Photo Credit: Rost-9D
Therapies for ulcerative colitis (UC) result in varying remission and response rates in patients enrolled in clinical trials, likely due to individual differences in therapeutic targets, variations in active biological pathways, feedback, or resistance mechanisms, researchers noted in the Journal of Crohn’s and Colitis. Furthermore, research has identified heterogeneity among patient populations as a primary factor contributing to the differences in patient responses observed in clinical trials.
Niels Vande Casteele, PhD, and colleagues used transcriptomic data obtained from mucosal biopsies to identify RNA signatures associated with histological disease activity in this patient population, noting that mucosal inflammation is a major component of this inflammatory bowel disease.
The study team scored for gene signature enrichment using transcriptomic data from patients with moderate to severe active UC in a phase 2/3 study. Eleven Reactome gene sets, each showing moderate correlation with histological disease activity using Robarts Histopathology Index and minimal correlation with one another, were selected and analyzed using baseline gene expression data from clinical trials of treatments in patients with UC.
11 Gene Sets in MARS
This approach yielded 11 gene sets, known as Metabolism and Response to Stress (MARS). This group contained four signatures associated with metabolism, two signatures connected with the immune system, and one each affiliated with disease, hemostasis, cellular response to stimuli, signal transducers, and protein localization, according to the researchers.

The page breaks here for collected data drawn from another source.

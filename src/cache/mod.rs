//! In-memory caching
//!
//! - `LruCache`: bounded, thread-safe least-recently-used map
//! - `EntityCache`: users, bots and channels resolved through the Slack API

mod entity;
mod lru;

pub use entity::{CacheStats, CacheStatsSnapshot, EntityCache, PrefetchCounts};
pub use lru::LruCache;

Dr. Casteele and colleagues found that these gene sets characterized patient heterogeneity, contained novel pathways related to UC pathogenesis, and identified patients with an increased response to therapy. Of the 11 gene sets, four correlated with “non-disease” mucosa and six with “disease-related” mucosa, study results showed.
“The use of molecular biomarkers from disease sites (eg, mucosal biopsies) may be the next step to obtain higher-resolution information that can identify clinically relevant differences among patients,” the researchers wrote.
Implications for Clinical & Research Settings
Analysis of multiple datasets consistently identified two to three main patterns of scores using MARS: high non-disease/low disease, low non-disease/high disease, and mixed. Dr. Casteele noted these clusters showed no association with patient demographics, clinical characteristics, or disease activity measures.
Furthermore, clustering baseline data from other UC clinical trials involving anti-IL-12/23 and anti-TNF therapies, as scored with MARS, revealed that patients with low non-disease/high disease-related baseline scores were less likely to respond to treatment.
“This exploratory approach broadens our knowledge of these principles and has the potential to define clinical trial populations, enrich for clinical responders, and identify difficult-to-treat populations for therapeutic development in the future,” the researchers wrote.